══ The records ══
use std::path::{Component, Path, PathBuf};

use tracing::{debug, info};

use plugboard_core::{PlugboardError, Result};
use plugboard_host::{Plugin, ServerFacade};

/// Resource plugin: serves text file contents from a configured base
/// directory (`tool_configs.file_resource.root`, default `data`).
///
/// Paths are resolved relative to the root; absolute paths and `..`
/// components are rejected.
pub struct FileResourcePlugin;

impl Plugin for FileResourcePlugin {
    fn setup(&mut self, facade: &mut ServerFacade) -> Result<()> {
        let root = facade
            .config()
            .tool_config("file_resource")
            .get("root")
            .and_then(|v| v.as_str().map(PathBuf::from))
            .unwrap_or_else(|| PathBuf::from("data"));
        info!(root = %root.display(), "file resource root");

        facade.register_resource(
            "file://{path}",
            "Read a text file relative to the configured root",
            move |args| {
                let path = args.get("path").and_then(|v| v.as_str()).ok_or_else(|| {
                    PlugboardError::plugin("file_resource", "missing 'path' argument")
                })?;
                let relative = sanitize(path)?;
                let full = root.join(relative);
                debug!(path = %full.display(), "reading file resource");
                std::fs::read_to_string(&full).map_err(|e| {
                    PlugboardError::plugin("file_resource", format!("cannot read '{path}': {e}"))
                })
            },
        );
        Ok(())
    }

    fn teardown(&mut self) -> Result<()> {
        info!("file resource plugin shut down");
        Ok(())
    }
}

/// Reject absolute paths and any traversal outside the root.
fn sanitize(path: &str) -> Result<&Path> {
    let p = Path::new(path);
    if p.is_absolute()
        || p.components()
            .any(|c| matches!(c, Component::ParentDir | Component::Prefix(_)))
    {
        return Err(PlugboardError::plugin(
            "file_resource",
            format!("invalid file path: {path}"),
        ));
    }
    Ok(p)
}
═══
Exercise details:
Set down nothing but the lines from the one containing "components are rejected." through the final line above, exactly as written.

Task solution:
/// components are rejected.
pub struct FileResourcePlugin;

impl Plugin for FileResourcePlugin {
    fn setup(&mut self, facade: &mut ServerFacade) -> Result<()> {
        let root = facade
            .config()
            .tool_config("file_resource")
            .get("root")
            .and_then(|v| v.as_str().map(PathBuf::from))
            .unwrap_or_else(|| PathBuf::from("data"));
        info!(root = %root.display(), "file resource root");

        facade.register_resource(
            "file://{path}",
            "Read a text file relative to the configured root",
            move |args| {
                let path = args.get("path").and_then(|v| v.as_str()).ok_or_else(|| {
                    PlugboardError::plugin("file_resource", "missing 'path' argument")
                })?;
                let relative = sanitize(path)?;
                let full = root.join(relative);
                debug!(path = %full.display(), "reading file resource");
                std::fs::read_to_string(&full).map_err(|e| {
                    PlugboardError::plugin("file_resource", format!("cannot read '{path}': {e}"))
                })
            },
        );
        Ok(())
    }

    fn teardown(&mut self) -> Result<()> {
        info!("file resource plugin shut down");
        Ok(())
    }
}

/// Reject absolute paths and any traversal outside the root.
fn sanitize(path: &str) -> Result<&Path> {
    let p = Path::new(path);
    if p.is_absolute()
        || p.components()
            .any(|c| matches!(c, Component::ParentDir | Component::Prefix(_)))
    {
        return Err(PlugboardError::plugin(
            "file_resource",
            format!("invalid file path: {path}"),
        ));
    }
    Ok(p)
}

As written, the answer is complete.